Without Error Message!!

import openpyxl

Create Mirosoft Excel Manually

Save as .xlsx file or download .xlsx file here

Move the .xlsx file to the folder of Jupyter notebook

Where is my Jupyter notebook folder?
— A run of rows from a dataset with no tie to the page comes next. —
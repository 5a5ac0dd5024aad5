use crate::api::ApiError;
use serde::{Deserialize, Serialize};
use thiserror::Error;

// Data structures shared by the mock API, the repository and the view-models
#[derive(Debug, Clone, PartialEq, Deserialize, Serialize)]
pub struct Place {
    pub id: u32,
    pub name: String,
    pub planet: String,
}

pub type Places = Vec<Place>;

#[derive(Debug, Clone, PartialEq, Deserialize, Serialize)]
pub struct Cost {
    pub id: u32,
    pub place_id: u32,
    pub price: f64,
}

#[derive(Debug, Clone, PartialEq, Deserialize, Serialize)]
pub struct PlaceDetail {
    pub place: Place,
    pub cost: Cost,
}

// Seed payload used to populate the repository on first launch
#[derive(Debug, Clone, Default, Deserialize, Serialize)]
pub struct SeedData {
    pub places: Places,
    pub costs: Vec<Cost>,
}

#[derive(Error, Debug)]
pub enum SeedError {
    #[error("JSON parse error: {0}")]
    JsonParseError(#[from] serde_json::Error),

    #[error("Cost {cost_id} references unknown place {place_id}")]
    DanglingCost { cost_id: u32, place_id: u32 },
}

impl From<SeedError> for ApiError {
    fn from(error: SeedError) -> Self {
        ApiError::Database(error.to_string())
    }
}

impl SeedData {
    /// Parses a seed document and checks that every cost points at a known place.
    pub fn from_json(json: &str) -> Result<Self, SeedError> {
        let seed: SeedData = serde_json::from_str(json)?;

        if let Some(cost) = seed
            .costs
            .iter()
            .find(|cost| !seed.places.iter().any(|p| p.id == cost.place_id))
        {
            return Err(SeedError::DanglingCost {
                cost_id: cost.id,
                place_id: cost.place_id,
            });
        }

        Ok(seed)
    }

    pub fn places_on(&self, planet: &str) -> Places {
        self.places
            .iter()
            .filter(|p| p.planet == planet)
            .cloned()
            .collect()
    }
}
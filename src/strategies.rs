// Combination strategies over asynchronous sources
//
// Every combinator here is a plain function from boxed sources to one boxed
// future or stream. Dropping the returned value drops (and so cancels) every
// source it still holds.

use crate::api::ApiError;
use futures::future::{self, BoxFuture};
use futures::stream::{self, BoxStream, StreamExt};
use std::task::{ready, Poll};
use std::time::Duration;
use tokio::sync::mpsc;
use tokio::time::Instant;
use tracing::{debug, warn};

pub type SourceFuture<T> = BoxFuture<'static, Result<T, ApiError>>;
pub type SourceStream<T> = BoxStream<'static, Result<T, ApiError>>;

enum Side<L, R> {
    Left(L),
    Right(R),
}

/// Turns a single-valued source into a one-item stream.
pub fn single<T: Send + 'static>(source: SourceFuture<T>) -> SourceStream<T> {
    stream::once(source).boxed()
}

/// Emits 0, 1, 2, ... once per `period`, starting one period from now.
pub fn interval_stream(period: Duration) -> BoxStream<'static, u64> {
    let period = period.max(Duration::from_millis(1));
    let ticker = tokio::time::interval_at(Instant::now() + period, period);
    stream::unfold((ticker, 0u64), |(mut ticker, count)| async move {
        ticker.tick().await;
        Some((count, (ticker, count + 1)))
    })
    .boxed()
}

pub(crate) fn receiver_stream<T: Send + 'static>(
    receiver: mpsc::UnboundedReceiver<T>,
) -> BoxStream<'static, T> {
    stream::unfold(receiver, |mut receiver| async move {
        receiver.recv().await.map(|item| (item, receiver))
    })
    .boxed()
}

// Ends the stream right after its first error (or its natural end)
fn terminate_on_error<T: Send + 'static>(mut source: SourceStream<T>) -> SourceStream<T> {
    let mut finished = false;
    stream::poll_fn(move |cx| {
        if finished {
            return Poll::Ready(None);
        }
        let next = ready!(source.poll_next_unpin(cx));
        if !matches!(next, Some(Ok(_))) {
            finished = true;
        }
        Poll::Ready(next)
    })
    .boxed()
}

/// Resolves with whichever source settles first, success or failure, and
/// drops the others. Sources ready in the same poll are tie-broken by the
/// lowest index.
pub async fn race_first<T: Send + 'static>(sources: Vec<SourceFuture<T>>) -> Result<T, ApiError> {
    if sources.is_empty() {
        return Err(ApiError::NoSources);
    }

    let (result, winner, losers) = future::select_all(sources).await;
    debug!(winner, cancelled = losers.len(), "race settled");
    drop(losers);
    result
}

/// Waits for every source, then combines the results in source order.
/// The first failure wins and the remaining sources are dropped.
pub async fn all_then_combine<T, R, F>(sources: Vec<SourceFuture<T>>, combine: F) -> Result<R, ApiError>
where
    T: Send + 'static,
    F: FnOnce(Vec<T>) -> R,
{
    let results = future::try_join_all(sources).await?;
    Ok(combine(results))
}

pub async fn zip_with<A, B, R, F>(
    first: SourceFuture<A>,
    second: SourceFuture<B>,
    combine: F,
) -> Result<R, ApiError>
where
    A: Send + 'static,
    B: Send + 'static,
    F: FnOnce(A, B) -> R,
{
    let (a, b) = future::try_join(first, second).await?;
    Ok(combine(a, b))
}

/// Relays items from every source as they arrive. Completes once all sources
/// complete; the first error ends the merged stream.
pub fn merge_as_available<T: Send + 'static>(sources: Vec<SourceStream<T>>) -> SourceStream<T> {
    terminate_on_error(stream::select_all(sources).boxed())
}

/// Subscribes to each source only after the previous one completed.
pub fn concat<T: Send + 'static>(sources: Vec<SourceStream<T>>) -> SourceStream<T> {
    terminate_on_error(stream::iter(sources).flatten().boxed())
}

/// Like [`merge_as_available`], but a failing source only stops itself. The
/// failures are held back and yielded once every source has finished.
pub fn error_deferred_merge<T: Send + 'static>(sources: Vec<SourceStream<T>>) -> SourceStream<T> {
    let mut merged = stream::select_all(sources.into_iter().map(terminate_on_error));
    let mut errors = Vec::new();
    let mut finished = false;

    stream::poll_fn(move |cx| loop {
        if finished {
            return Poll::Ready(None);
        }
        match ready!(merged.poll_next_unpin(cx)) {
            Some(Ok(item)) => return Poll::Ready(Some(Ok(item))),
            Some(Err(error)) => {
                warn!(%error, "source failed, deferring until the others finish");
                errors.push(error);
            }
            None => {
                finished = true;
                return Poll::Ready(ApiError::from_many(std::mem::take(&mut errors)).map(Err));
            }
        }
    })
    .boxed()
}

/// Emits `combine(left, right)` whenever either input changes, once both
/// have produced a value. Only the freshest pair is ever used.
pub fn combine_latest<A, B, R, F>(
    mut left: BoxStream<'static, A>,
    mut right: BoxStream<'static, B>,
    mut combine: F,
) -> BoxStream<'static, R>
where
    A: Send + 'static,
    B: Send + 'static,
    R: Send + 'static,
    F: FnMut(&A, &B) -> R + Send + 'static,
{
    let mut latest_left: Option<A> = None;
    let mut latest_right: Option<B> = None;
    let mut left_done = false;
    let mut right_done = false;
    // Alternate which side is polled first so a busy input cannot starve the other
    let mut right_first = false;

    stream::poll_fn(move |cx| loop {
        let starved = (left_done && latest_left.is_none()) || (right_done && latest_right.is_none());
        if starved || (left_done && right_done) {
            return Poll::Ready(None);
        }

        let mut updated = false;
        for poll_right in [right_first, !right_first] {
            if updated {
                break;
            }
            if poll_right && !right_done {
                match right.poll_next_unpin(cx) {
                    Poll::Ready(Some(value)) => {
                        latest_right = Some(value);
                        updated = true;
                    }
                    Poll::Ready(None) => right_done = true,
                    Poll::Pending => {}
                }
            } else if !poll_right && !left_done {
                match left.poll_next_unpin(cx) {
                    Poll::Ready(Some(value)) => {
                        latest_left = Some(value);
                        updated = true;
                    }
                    Poll::Ready(None) => left_done = true,
                    Poll::Pending => {}
                }
            }
        }

        if updated {
            right_first = !right_first;
            if let (Some(a), Some(b)) = (&latest_left, &latest_right) {
                return Poll::Ready(Some(combine(a, b)));
            }
            continue;
        }

        if left_done || right_done {
            // A side just finished; re-evaluate the end condition
            let starved =
                (left_done && latest_left.is_none()) || (right_done && latest_right.is_none());
            if starved || (left_done && right_done) {
                return Poll::Ready(None);
            }
        }
        return Poll::Pending;
    })
    .boxed()
}

/// Relays the items of the most recent inner stream. A new inner stream
/// replaces (and drops) the previous one.
pub fn switch_on_next<T: Send + 'static>(
    mut outer: BoxStream<'static, BoxStream<'static, T>>,
) -> BoxStream<'static, T> {
    let mut current: Option<BoxStream<'static, T>> = None;
    let mut outer_done = false;

    stream::poll_fn(move |cx| loop {
        if !outer_done {
            match outer.poll_next_unpin(cx) {
                Poll::Ready(Some(inner)) => {
                    if current.is_some() {
                        debug!("switching to newer inner stream");
                    }
                    current = Some(inner);
                    continue;
                }
                Poll::Ready(None) => outer_done = true,
                Poll::Pending => {}
            }
        }

        let Some(inner) = current.as_mut() else {
            return if outer_done { Poll::Ready(None) } else { Poll::Pending };
        };

        match inner.poll_next_unpin(cx) {
            Poll::Ready(Some(item)) => return Poll::Ready(Some(item)),
            Poll::Ready(None) => {
                current = None;
                if outer_done {
                    return Poll::Ready(None);
                }
                // outer was already polled and is pending
                return Poll::Pending;
            }
            Poll::Pending => return Poll::Pending,
        }
    })
    .boxed()
}

/// Pairs left and right items whose windows overlap. Each item opens a window
/// of the length given by its window function at the moment it arrives; an
/// item arriving at the exact instant a window closes still falls inside it.
pub fn join<L, R, O, WL, WR, F>(
    left: BoxStream<'static, L>,
    right: BoxStream<'static, R>,
    left_window: WL,
    right_window: WR,
    mut selector: F,
) -> BoxStream<'static, O>
where
    L: Send + 'static,
    R: Send + 'static,
    O: Send + 'static,
    WL: Fn(&L) -> Duration + Send + 'static,
    WR: Fn(&R) -> Duration + Send + 'static,
    F: FnMut(&L, &R) -> O + Send + 'static,
{
    let merged = stream::select(left.map(Side::Left), right.map(Side::Right));
    let mut lefts: Vec<(L, Instant)> = Vec::new();
    let mut rights: Vec<(R, Instant)> = Vec::new();

    merged
        .flat_map(move |side| {
            let now = Instant::now();
            lefts.retain(|(_, closes_at)| *closes_at >= now);
            rights.retain(|(_, closes_at)| *closes_at >= now);

            let pairs: Vec<O> = match side {
                Side::Left(item) => {
                    let pairs = rights.iter().map(|(r, _)| selector(&item, r)).collect();
                    let closes_at = now + left_window(&item);
                    lefts.push((item, closes_at));
                    pairs
                }
                Side::Right(item) => {
                    let pairs = lefts.iter().map(|(l, _)| selector(l, &item)).collect();
                    let closes_at = now + right_window(&item);
                    rights.push((item, closes_at));
                    pairs
                }
            };
            stream::iter(pairs)
        })
        .boxed()
}

/// Like [`join`], but every left item gets one sub-stream carrying all right
/// items inside its window. The sub-stream closes when the left window
/// expires or both inputs end. Must be called within a tokio runtime.
pub fn group_join<L, R, WL, WR>(
    left: BoxStream<'static, L>,
    right: BoxStream<'static, R>,
    left_window: WL,
    right_window: WR,
) -> BoxStream<'static, (L, BoxStream<'static, R>)>
where
    L: Send + 'static,
    R: Clone + Send + 'static,
    WL: Fn(&L) -> Duration + Send + 'static,
    WR: Fn(&R) -> Duration + Send + 'static,
{
    let (groups_tx, groups_rx) = mpsc::unbounded_channel();

    tokio::spawn(async move {
        let mut merged = stream::select(left.map(Side::Left), right.map(Side::Right));
        let mut open_groups: Vec<(Instant, mpsc::UnboundedSender<R>)> = Vec::new();
        let mut rights: Vec<(R, Instant)> = Vec::new();

        loop {
            let next_close = open_groups.iter().map(|(closes_at, _)| *closes_at).min();

            tokio::select! {
                biased;

                _ = groups_tx.closed() => break,

                event = merged.next() => {
                    let now = Instant::now();
                    open_groups.retain(|(closes_at, group)| *closes_at >= now && !group.is_closed());
                    rights.retain(|(_, closes_at)| *closes_at >= now);

                    match event {
                        None => break,
                        Some(Side::Left(item)) => {
                            let (group_tx, group_rx) = mpsc::unbounded_channel();
                            for (r, _) in &rights {
                                let _ = group_tx.send(r.clone());
                            }
                            open_groups.push((now + left_window(&item), group_tx));
                            if groups_tx.send((item, receiver_stream(group_rx))).is_err() {
                                break;
                            }
                        }
                        Some(Side::Right(item)) => {
                            for (_, group) in &open_groups {
                                let _ = group.send(item.clone());
                            }
                            rights.push((item.clone(), now + right_window(&item)));
                        }
                    }
                }

                _ = async {
                    match next_close {
                        Some(at) => tokio::time::sleep_until(at).await,
                        None => future::pending::<()>().await,
                    }
                } => {
                    let now = Instant::now();
                    open_groups.retain(|(closes_at, _)| *closes_at > now);
                }
            }
        }
        debug!("group join finished");
    });

    receiver_stream(groups_rx)
}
Use 'os.getcwd()' to check!

Let's Start!

What Will We Do on the '.xlsx' File

  • Open it
  • Edit it
  • Beautify it
  • Else

Open Excel with Openpyxl

In [1]:
import openpyxl
wb = openpyxl.load_workbook('D1_01.xlsx')
wb
Out[1]:
<openpyxl.workbook.workbook.Workbook at 0x16b42a74550>

How to Get Sheet

List ALL sheets I can get

In [2]:
wb.get_sheet_names()
Out[2]:
['Sheet1', 'Sheet2', 'Sheet3']
In [3]:
sh2 = wb.get_sheet_by_name('Sheet2')
sh2
Out[3]:
<Worksheet "Sheet2">

The Title of Sheet

In [4]:
sh2.title
Out[4]:
'Sheet2'

Get The Active Sheet

In [5]:
activeSheet = wb.active
activeSheet
Out[5]:
<Worksheet "Sheet1">

How to Get Value in Sheet

In [6]:
sh1 = wb.get_sheet_by_name('Sheet1')
sh1['A1'].value
Out[6]:
'DateTime'
In [8]:
sh1.cell(row=2,column=2).value
Out[8]:
'Olly'
In [7]:
sh1['A2'].value
# 貼心的 '.value' 把資料型別也讀到了 :D 
Out[7]:
datetime.datetime(2018, 1, 1, 0, 0)
In [9]:
for i in range(1,5):
    print(i, sh1.cell(row=i, column=2).value)  
1 Name
2 Olly
3 Ollier
4 Oil

row和column都是用excel的視角看,所以從1開始數,別跟list的index概念搞混了。

Get Max Row & Max Column

In [10]:
sh1.max_row
Out[10]:
7
In [11]:
sh1.max_column
Out[11]:
4

注意:此方法有可能回傳比實際上多的結果,原因目前尚未研究出。

Get Column Letter & Get Index

In [12]:
from openpyxl.utils import  get_column_letter,column_index_from_string
In [13]:
get_column_letter(1)
Out[13]:
'A'
In [14]:
get_column_letter(27)
Out[14]:
'AA'
In [15]:
column_index_from_string('B')
Out[15]:
2
In [16]:
column_index_from_string('AB')
Out[16]:
28

Get a Cell Zone

In [17]:
sh1['A2':'D3']
Out[17]:
((<Cell 'Sheet1'.A2>,
  <Cell 'Sheet1'.B2>,
  <Cell 'Sheet1'.C2>,
  <Cell 'Sheet1'.D2>),
 (<Cell 'Sheet1'.A3>,
  <Cell 'Sheet1'.B3>,
  <Cell 'Sheet1'.C3>,
  <Cell 'Sheet1'.D3>))
In [18]:
for row in sh1['A2':'D3']:
    print(row)
(<Cell 'Sheet1'.A2>, <Cell 'Sheet1'.B2>, <Cell 'Sheet1'.C2>, <Cell 'Sheet1'.D2>)
(<Cell 'Sheet1'.A3>, <Cell 'Sheet1'.B3>, <Cell 'Sheet1'.C3>, <Cell 'Sheet1'.D3>)
In [19]:
for row in sh1['A2':'D3']:
    for cell in row:
        print(cell)
<Cell 'Sheet1'.A2>
<Cell 'Sheet1'.B2>
<Cell 'Sheet1'.C2>
<Cell 'Sheet1'.D2>
<Cell 'Sheet1'.A3>
<Cell 'Sheet1'.B3>
<Cell 'Sheet1'.C3>
<Cell 'Sheet1'.D3>
In [20]:
for row in sh1['A2':'D3']:
    for cell in row:
        print(cell.coordinate, '=', cell.value)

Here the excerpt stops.